Deliverable: A working knowledge of every M365 data source relevant to threat hunting, including what each table captures, what it does not capture, and which hunt campaigns depend on it.

⏱ Estimated completion: 30 minutes

The tables that matter

You do not need to memorize every column in every table. You need to know which table to query for which question, what the table records, and — critically — what it does not record. The gaps in telemetry are as important as the content, because a hunt that queries a table missing the relevant data produces a false negative: "we looked and found nothing" when the truth is "we looked in the wrong place."

Identity and authentication tables

SigninLogs — interactive user sign-ins. Every time a user opens a browser and authenticates to Entra ID, the event appears here. Contains: user principal name, IP address, location (country, city), device details (OS, browser), conditional access evaluation results, risk level, MFA requirement and method, authentication protocol, application accessed, result code.
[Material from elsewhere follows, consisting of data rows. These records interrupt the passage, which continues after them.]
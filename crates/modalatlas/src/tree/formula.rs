//! The formula handle and its tree queries

use super::node::{Node, NodeId, NodeRef};
use crate::logic::{Letter, Token};
use indexmap::IndexSet;
use std::fmt;

/// A syntax tree, owning every node reachable from its root
///
/// Formulas are created by the builder, the parser and the random generator.
/// Two formulas never share nodes.
#[derive(Debug, Clone, PartialEq)]
pub struct Formula {
    nodes: Vec<Node>,
    root: NodeId,
}

impl Formula {
    pub(crate) fn from_arena(nodes: Vec<Node>, root: NodeId) -> Self {
        Formula { nodes, root }
    }

    pub fn root(&self) -> NodeRef<'_> {
        self.node_ref(self.root)
    }

    pub fn root_id(&self) -> NodeId {
        self.root
    }

    /// Handle to a node, if the id belongs to this formula
    pub fn get(&self, id: NodeId) -> Option<NodeRef<'_>> {
        (id.index() < self.nodes.len()).then(|| self.node_ref(id))
    }

    pub(crate) fn node(&self, id: NodeId) -> &Node {
        &self.nodes[id.index()]
    }

    pub(crate) fn node_mut(&mut self, id: NodeId) -> &mut Node {
        &mut self.nodes[id.index()]
    }

    pub(crate) fn node_ref(&self, id: NodeId) -> NodeRef<'_> {
        NodeRef { formula: self, id }
    }

    /// Cached size of the whole tree
    pub fn size(&self) -> usize {
        self.node(self.root).size
    }

    /// Cached rendering of the whole tree
    pub fn rendered(&self) -> &str {
        &self.node(self.root).rendered
    }

    pub fn height(&self) -> usize {
        self.height_at(self.root)
    }

    pub fn modal_depth(&self) -> usize {
        self.modal_depth_at(self.root)
    }

    /// Fully parenthesized rendering computed from the current structure
    pub fn render(&self) -> String {
        self.render_at(self.root)
    }

    /// Recompute the cached size of every node; returns the root's size.
    ///
    /// This is the only place sizes are written after construction, so it
    /// must be called again after any structural edit.
    pub fn recompute_sizes(&mut self) -> usize {
        self.recompute_size_at(self.root)
    }

    pub(crate) fn recompute_size_at(&mut self, id: NodeId) -> usize {
        let (left, right) = {
            let node = self.node(id);
            (node.left, node.right)
        };
        let left_size = left.map_or(0, |l| self.recompute_size_at(l));
        let right_size = right.map_or(0, |r| self.recompute_size_at(r));
        let size = 1 + left_size + right_size;
        self.node_mut(id).size = size;
        size
    }

    pub(crate) fn height_at(&self, id: NodeId) -> usize {
        let node = self.node(id);
        if node.is_leaf() {
            return 0;
        }
        let left = node.left.map_or(0, |l| self.height_at(l));
        let right = node.right.map_or(0, |r| self.height_at(r));
        1 + left.max(right)
    }

    /// Longest chain of modal operators along any branch below `id`
    pub(crate) fn modal_depth_at(&self, id: NodeId) -> usize {
        let node = self.node(id);
        let own = usize::from(node.token.is_modal());
        let left = node.left.map_or(0, |l| self.modal_depth_at(l));
        let right = node.right.map_or(0, |r| self.modal_depth_at(r));
        own + left.max(right)
    }

    pub(crate) fn render_at(&self, id: NodeId) -> String {
        let mut out = String::new();
        self.write_node(id, &mut out);
        out
    }

    fn write_node(&self, id: NodeId, out: &mut String) {
        let node = self.node(id);
        match (node.left, node.right) {
            (Some(left), Some(right)) => {
                out.push('(');
                self.write_node(left, out);
                out.push_str(&node.token.to_string());
                self.write_node(right, out);
                out.push(')');
            }
            (None, Some(child)) => {
                out.push_str(&node.token.to_string());
                self.write_node(child, out);
            }
            // A left-only node never comes out of the builder.
            (Some(child), None) => {
                self.write_node(child, out);
                out.push_str(&node.token.to_string());
            }
            (None, None) => out.push_str(&node.token.to_string()),
        }
    }

    /// Overwrite every cached rendering with the current structure's string
    pub fn refresh_rendered(&mut self) {
        self.refresh_rendered_at(self.root);
    }

    fn refresh_rendered_at(&mut self, id: NodeId) {
        let (left, right) = {
            let node = self.node(id);
            (node.left, node.right)
        };
        if let Some(l) = left {
            self.refresh_rendered_at(l);
        }
        if let Some(r) = right {
            self.refresh_rendered_at(r);
        }
        let rendered = {
            let node = self.node(id);
            let op = node.token.to_string();
            match (left, right) {
                (Some(l), Some(r)) => format!(
                    "({}{}{})",
                    self.node(l).rendered,
                    op,
                    self.node(r).rendered
                ),
                (None, Some(c)) => format!("{}{}", op, self.node(c).rendered),
                (Some(c), None) => format!("{}{}", self.node(c).rendered, op),
                (None, None) => op,
            }
        };
        self.node_mut(id).rendered = rendered;
    }

    /// Every node of the tree in in-order (left, self, right).
    ///
    /// With `sorted`, the list is stably re-ordered by ascending cached size,
    /// so leaves come first and the root comes last.
    pub fn subformulas(&self, sorted: bool) -> Vec<NodeRef<'_>> {
        let mut out = Vec::with_capacity(self.nodes.len());
        self.collect_in_order(self.root, &mut out);
        if sorted {
            out.sort_by_key(|n| n.size());
        }
        out
    }

    fn collect_in_order<'a>(&'a self, id: NodeId, out: &mut Vec<NodeRef<'a>>) {
        let node = self.node(id);
        if let Some(left) = node.left {
            self.collect_in_order(left, out);
        }
        out.push(self.node_ref(id));
        if let Some(right) = node.right {
            self.collect_in_order(right, out);
        }
    }

    /// Tokens in postfix order
    pub fn postfix(&self) -> Vec<Token> {
        let mut out = Vec::with_capacity(self.nodes.len());
        self.collect_postfix(self.root, &mut out);
        out
    }

    fn collect_postfix(&self, id: NodeId, out: &mut Vec<Token>) {
        let node = self.node(id);
        if let Some(left) = node.left {
            self.collect_postfix(left, out);
        }
        if let Some(right) = node.right {
            self.collect_postfix(right, out);
        }
        out.push(node.token.clone());
    }

    /// Distinct letters in order of first in-order occurrence
    pub fn letters(&self) -> IndexSet<Letter> {
        self.subformulas(false)
            .into_iter()
            .filter_map(|n| match n.token() {
                Token::Letter(letter) => Some(*letter),
                Token::Operator(_) => None,
            })
            .collect()
    }

    /// Number of operator applications (non-leaf nodes)
    pub fn operator_count(&self) -> usize {
        self.subformulas(false)
            .iter()
            .filter(|n| !n.is_leaf())
            .count()
    }

    /// Same tokens in the same shape, regardless of arena layout
    pub fn structurally_eq(&self, other: &Formula) -> bool {
        self.subtree_eq(self.root, other, other.root)
    }

    fn subtree_eq(&self, id: NodeId, other: &Formula, other_id: NodeId) -> bool {
        let a = self.node(id);
        let b = other.node(other_id);
        let child_eq = |x: Option<NodeId>, y: Option<NodeId>| match (x, y) {
            (Some(x), Some(y)) => self.subtree_eq(x, other, y),
            (None, None) => true,
            _ => false,
        };
        a.token == b.token && child_eq(a.left, b.left) && child_eq(a.right, b.right)
    }

    /// Exchange the children of a binary node.  The parent links are left
    /// as they are, since both children keep the same parent.
    ///
    /// Returns `false` without touching the tree when `id` is not a node of
    /// this formula or the node is not binary.
    pub fn swap_children(&mut self, id: NodeId) -> bool {
        match self.nodes.get_mut(id.index()) {
            Some(node) if node.left.is_some() && node.right.is_some() => {
                std::mem::swap(&mut node.left, &mut node.right);
                true
            }
            _ => false,
        }
    }
}

impl fmt::Display for Formula {
    fn fmt(&self, f: &mut fmt::Formatter<'_>) -> fmt::Result {
        write!(f, "{}", self.render())
    }
}

#[cfg(test)]
mod tests {
    use crate::logic::Logic;
    use crate::parser::parse;

    #[test]
    fn test_size_height_modal_depth() {
        let logic = Logic::modal();
        let formula = parse("□c∧◊d", &logic).unwrap();
        assert_eq!(formula.size(), 5);
        assert_eq!(formula.height(), 2);
        assert_eq!(formula.modal_depth(), 1);
    }

    #[test]
    fn test_modal_depth_counts_chain_not_total() {
        let logic = Logic::modal();
        let formula = parse("□□p∧◊q", &logic).unwrap();
        assert_eq!(formula.modal_depth(), 2);
    }

    #[test]
    fn test_unary_chain_height_is_size_minus_one() {
        let logic = Logic::modal();
        let formula = parse("¬□¬p", &logic).unwrap();
        assert_eq!(formula.size(), 4);
        assert_eq!(formula.height(), 3);
    }

    #[test]
    fn test_subformulas_in_order() {
        let logic = Logic::propositional();
        let formula = parse("(a∧b)∨c", &logic).unwrap();
        let rendered: Vec<&str> = formula
            .subformulas(false)
            .iter()
            .map(|n| n.rendered())
            .collect();
        assert_eq!(rendered, vec!["a", "(a∧b)", "b", "((a∧b)∨c)", "c"]);
    }

    #[test]
    fn test_subformulas_sorted_by_size_is_stable() {
        let logic = Logic::propositional();
        let formula = parse("(a∧b)∨c", &logic).unwrap();
        let rendered: Vec<&str> = formula
            .subformulas(true)
            .iter()
            .map(|n| n.rendered())
            .collect();
        assert_eq!(rendered, vec!["a", "b", "c", "(a∧b)", "((a∧b)∨c)"]);
    }

    #[test]
    fn test_recompute_sizes_matches_children() {
        let logic = Logic::modal();
        let mut formula = parse("(p→◊q)↔¬r", &logic).unwrap();
        assert_eq!(formula.recompute_sizes(), 7);
        for node in formula.subformulas(false) {
            let left = node.left().map_or(0, |n| n.size());
            let right = node.right().map_or(0, |n| n.size());
            assert_eq!(node.size(), 1 + left + right);
        }
    }

    #[test]
    fn test_parent_links() {
        let logic = Logic::propositional();
        let formula = parse("a∧¬b", &logic).unwrap();
        let root = formula.root();
        assert!(root.parent().is_none());
        let negation = root.right().unwrap();
        assert_eq!(negation.parent().unwrap().id(), root.id());
        assert_eq!(negation.right().unwrap().parent().unwrap().id(), negation.id());
    }

    #[test]
    fn test_swap_leaves_rendered_cache_stale_until_refresh() {
        let logic = Logic::propositional();
        let mut formula = parse("a→b", &logic).unwrap();
        let root = formula.root_id();
        assert!(formula.swap_children(root));
        assert_eq!(formula.render(), "(b→a)");
        assert_eq!(formula.rendered(), "(a→b)");
        formula.refresh_rendered();
        assert_eq!(formula.rendered(), "(b→a)");
    }

    #[test]
    fn test_swap_children_rejects_foreign_and_non_binary_ids() {
        let logic = Logic::propositional();
        let large = parse("(a∧b)∨(c∧d)", &logic).unwrap();
        let mut small = parse("¬a", &logic).unwrap();
        let foreign = large.root_id();
        assert!(small.get(foreign).is_none());
        assert!(!small.swap_children(foreign));
        let negation = small.root_id();
        assert!(!small.swap_children(negation));
        assert_eq!(small.render(), "¬a");
    }

    #[test]
    fn test_letters_and_operator_count() {
        let logic = Logic::propositional();
        let formula = parse("(b∧a)∨(b∧c)", &logic).unwrap();
        let letters: String = formula.letters().iter().map(|l| l.symbol()).collect();
        assert_eq!(letters, "bac");
        assert_eq!(formula.operator_count(), 3);
    }

    #[test]
    fn test_structural_equality() {
        let logic = Logic::propositional();
        let a = parse("(p∧q)", &logic).unwrap();
        let b = parse("p ∧ q", &logic).unwrap();
        let c = parse("q∧p", &logic).unwrap();
        assert!(a.structurally_eq(&b));
        assert!(!a.structurally_eq(&c));
    }
}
// Quick check: are both authentication tables ingested?
// Both are required for comprehensive identity hunting
union
    (SigninLogs | where TimeGenerated > ago(1d)
    | summarize Count = count() | extend Table = "SigninLogs"),
    (AADNonInteractiveUserSignInLogs | where TimeGenerated > ago(1d)
    | summarize Count = count()
    | extend Table = "AADNonInteractiveUserSignInLogs")
| project Table, Count
// If AADNonInteractive returns 0, AiTM token replay is invisible
// This is the single most impactful data source gap in M365 hunting

// What is your actual data retention for hunting-critical tables?
Usage
| where TimeGenerated > ago(90d)
| where DataType in (
    "SigninLogs", "AADNonInteractiveUserSignInLogs",
    "AuditLogs", "CloudAppEvents", "SecurityAlert")
| summarize
    EarliestData = min(TimeGenerated),
    LatestData = max(TimeGenerated),
    RetentionDays = datetime_diff('day', max(TimeGenerated), min(TimeGenerated))
    by DataType
| sort by RetentionDays desc
// If RetentionDays < 90 for any table, long-window hunts are limited
// Consider configuring archive tiers for hunting-critical tables

Expand for Deeper Context

What it answers: Where are users signing in from? Which users are authenticating from new locations? Which sign-ins bypassed MFA? Which conditional access policies applied?

What it misses: Application-based sign-ins and token refreshes — those go to AADNonInteractiveUserSignInLogs. Service principal authentication — that goes to AADServicePrincipalSignInLogs. A hunt that only queries SigninLogs misses the entire token replay attack surface.

Hunt campaigns that use it: TH4 (identity compromise), TH7 (email-based threats), TH10 (lateral movement).

AADNonInteractiveUserSignInLogs — token refreshes and application-based sign-ins. When an application uses a refresh token to obtain a new access token, the event appears here. This is where AiTM token replay is visible — the attacker's stolen refresh token generating new access tokens from the attacker's IP.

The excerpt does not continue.